■ **REQUIREMENT**
Every line of the material is to be set down exactly as written.
• • • •
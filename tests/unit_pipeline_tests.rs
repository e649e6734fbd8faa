//! # Pipeline Stage Tests / 管道阶段测试
//!
//! Drives the file-to-file stages directly, without the binary.
//!
//! 直接驱动文件到文件的各阶段，不经过二进制文件。

use chrono::{Local, TimeZone};
use suite_metrics::core::PipelineError;
use suite_metrics::core::factory::SequenceGenerator;
use suite_metrics::core::pipeline::{TrendOptions, export_stage, metrics_stage, trend_stage};

mod common;

fn options(minute: u32) -> TrendOptions<'static> {
    TrendOptions {
        capacity: 30,
        window: 5,
        date_locale: "es-PE",
        captured_at: Local.with_ymd_and_hms(2024, 3, 9, 10, minute, 0).unwrap(),
    }
}

#[test]
fn test_missing_results_is_a_typed_error() {
    let temp_dir = common::setup_workspace();
    let dir = common::reports_dir(&temp_dir);

    let err = metrics_stage(&dir.join("results.json"), &dir.join("summary.json")).unwrap_err();

    assert!(matches!(
        err.downcast_ref::<PipelineError>(),
        Some(PipelineError::MissingInput { .. })
    ));
}

#[test]
fn test_thirty_one_runs_keep_thirty() {
    let temp_dir = common::setup_workspace();
    let dir = common::reports_dir(&temp_dir);
    let mut seq = SequenceGenerator::new();
    common::write_json(&dir, "results.json", &common::retried_pass_report(&mut seq));
    metrics_stage(&dir.join("results.json"), &dir.join("summary.json")).unwrap();

    for minute in 0..31 {
        trend_stage(&dir.join("summary.json"), &dir.join("history.json"), &options(minute)).unwrap();
    }

    let history = common::read_json_value(&dir.join("history.json"));
    let entries = history.as_array().unwrap();
    assert_eq!(entries.len(), 30);
    assert_eq!(entries[0]["time"], "10:01:00");
    assert_eq!(entries[29]["time"], "10:30:00");
}

#[test]
fn test_trends_appear_at_ten_entries() {
    let temp_dir = common::setup_workspace();
    let dir = common::reports_dir(&temp_dir);
    let mut seq = SequenceGenerator::new();
    common::write_json(&dir, "results.json", &common::retried_pass_report(&mut seq));
    metrics_stage(&dir.join("results.json"), &dir.join("summary.json")).unwrap();

    for minute in 0..9 {
        let (_, trends) =
            trend_stage(&dir.join("summary.json"), &dir.join("history.json"), &options(minute)).unwrap();
        assert!(trends.is_none());
    }
    let (history, trends) =
        trend_stage(&dir.join("summary.json"), &dir.join("history.json"), &options(9)).unwrap();

    assert_eq!(history.len(), 10);
    assert!(trends.is_some());
}

#[test]
fn test_export_of_empty_history_writes_nothing() {
    let temp_dir = common::setup_workspace();
    let dir = common::reports_dir(&temp_dir);
    std::fs::write(dir.join("history.json"), "[]").unwrap();

    let exported = export_stage(&dir.join("history.json"), &dir.join("trends.json"), 5).unwrap();

    assert!(exported.is_none());
    assert!(!dir.join("trends.json").exists());
}

#[test]
fn test_export_averages_every_stored_entry() {
    let temp_dir = common::setup_workspace();
    let dir = common::reports_dir(&temp_dir);
    let entries: Vec<serde_json::Value> = (0..35)
        .map(|i| {
            let pass_rate = if i < 5 { "0.0%" } else { "100.0%" };
            serde_json::json!({
                "timestamp": "2024-03-09T10:00:00.000Z",
                "total": 1, "passed": 1, "failed": 0, "skipped": 0, "flaky": 0,
                "flakyRate": "0.0%", "passRate": pass_rate, "duration": "1.0s"
            })
        })
        .collect();
    common::write_json(&dir, "history.json", &entries);

    let (trends, data_points) = export_stage(&dir.join("history.json"), &dir.join("trends.json"), 5)
        .unwrap()
        .expect("non-empty history");

    assert_eq!(data_points, 35);
    assert!((trends.avg_pass_rate - 3000.0 / 35.0).abs() < 1e-9);
}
• • • •
■ **SOLUTION**
filename tests/unit_pipeline_tests.rs
repository e649e6734fbd8faa
//! # Pipeline Stage Tests / 管道阶段测试
//!
//! Drives the file-to-file stages directly, without the binary.
//!
//! 直接驱动文件到文件的各阶段，不经过二进制文件。

use chrono::{Local, TimeZone};
use suite_metrics::core::PipelineError;
use suite_metrics::core::factory::SequenceGenerator;
use suite_metrics::core::pipeline::{TrendOptions, export_stage, metrics_stage, trend_stage};

mod common;

fn options(minute: u32) -> TrendOptions<'static> {
    TrendOptions {
        capacity: 30,
        window: 5,
        date_locale: "es-PE",
        captured_at: Local.with_ymd_and_hms(2024, 3, 9, 10, minute, 0).unwrap(),
    }
}

#[test]
fn test_missing_results_is_a_typed_error() {
    let temp_dir = common::setup_workspace();
    let dir = common::reports_dir(&temp_dir);

    let err = metrics_stage(&dir.join("results.json"), &dir.join("summary.json")).unwrap_err();

    assert!(matches!(
        err.downcast_ref::<PipelineError>(),
        Some(PipelineError::MissingInput { .. })
    ));
}

#[test]
fn test_thirty_one_runs_keep_thirty() {
    let temp_dir = common::setup_workspace();
    let dir = common::reports_dir(&temp_dir);
    let mut seq = SequenceGenerator::new();
    common::write_json(&dir, "results.json", &common::retried_pass_report(&mut seq));
    metrics_stage(&dir.join("results.json"), &dir.join("summary.json")).unwrap();

    for minute in 0..31 {
        trend_stage(&dir.join("summary.json"), &dir.join("history.json"), &options(minute)).unwrap();
    }

    let history = common::read_json_value(&dir.join("history.json"));
    let entries = history.as_array().unwrap();
    assert_eq!(entries.len(), 30);
    assert_eq!(entries[0]["time"], "10:01:00");
    assert_eq!(entries[29]["time"], "10:30:00");
}

#[test]
fn test_trends_appear_at_ten_entries() {
    let temp_dir = common::setup_workspace();
    let dir = common::reports_dir(&temp_dir);
    let mut seq = SequenceGenerator::new();
    common::write_json(&dir, "results.json", &common::retried_pass_report(&mut seq));
    metrics_stage(&dir.join("results.json"), &dir.join("summary.json")).unwrap();

    for minute in 0..9 {
        let (_, trends) =
            trend_stage(&dir.join("summary.json"), &dir.join("history.json"), &options(minute)).unwrap();
        assert!(trends.is_none());
    }
    let (history, trends) =
        trend_stage(&dir.join("summary.json"), &dir.join("history.json"), &options(9)).unwrap();

    assert_eq!(history.len(), 10);
    assert!(trends.is_some());
}

#[test]
fn test_export_of_empty_history_writes_nothing() {
    let temp_dir = common::setup_workspace();
    let dir = common::reports_dir(&temp_dir);
    std::fs::write(dir.join("history.json"), "[]").unwrap();

    let exported = export_stage(&dir.join("history.json"), &dir.join("trends.json"), 5).unwrap();

    assert!(exported.is_none());
    assert!(!dir.join("trends.json").exists());
}

#[test]
fn test_export_averages_every_stored_entry() {
    let temp_dir = common::setup_workspace();
    let dir = common::reports_dir(&temp_dir);
    let entries: Vec<serde_json::Value> = (0..35)
        .map(|i| {
            let pass_rate = if i < 5 { "0.0%" } else { "100.0%" };
            serde_json::json!({
                "timestamp": "2024-03-09T10:00:00.000Z",
                "total": 1, "passed": 1, "failed": 0, "skipped": 0, "flaky": 0,
                "flakyRate": "0.0%", "passRate": pass_rate, "duration": "1.0s"
            })
        })
        .collect();
    common::write_json(&dir, "history.json", &entries);

    let (trends, data_points) = export_stage(&dir.join("history.json"), &dir.join("trends.json"), 5)
        .unwrap()
        .expect("non-empty history");

    assert_eq!(data_points, 35);
    assert!((trends.avg_pass_rate - 3000.0 / 35.0).abs() < 1e-9);
}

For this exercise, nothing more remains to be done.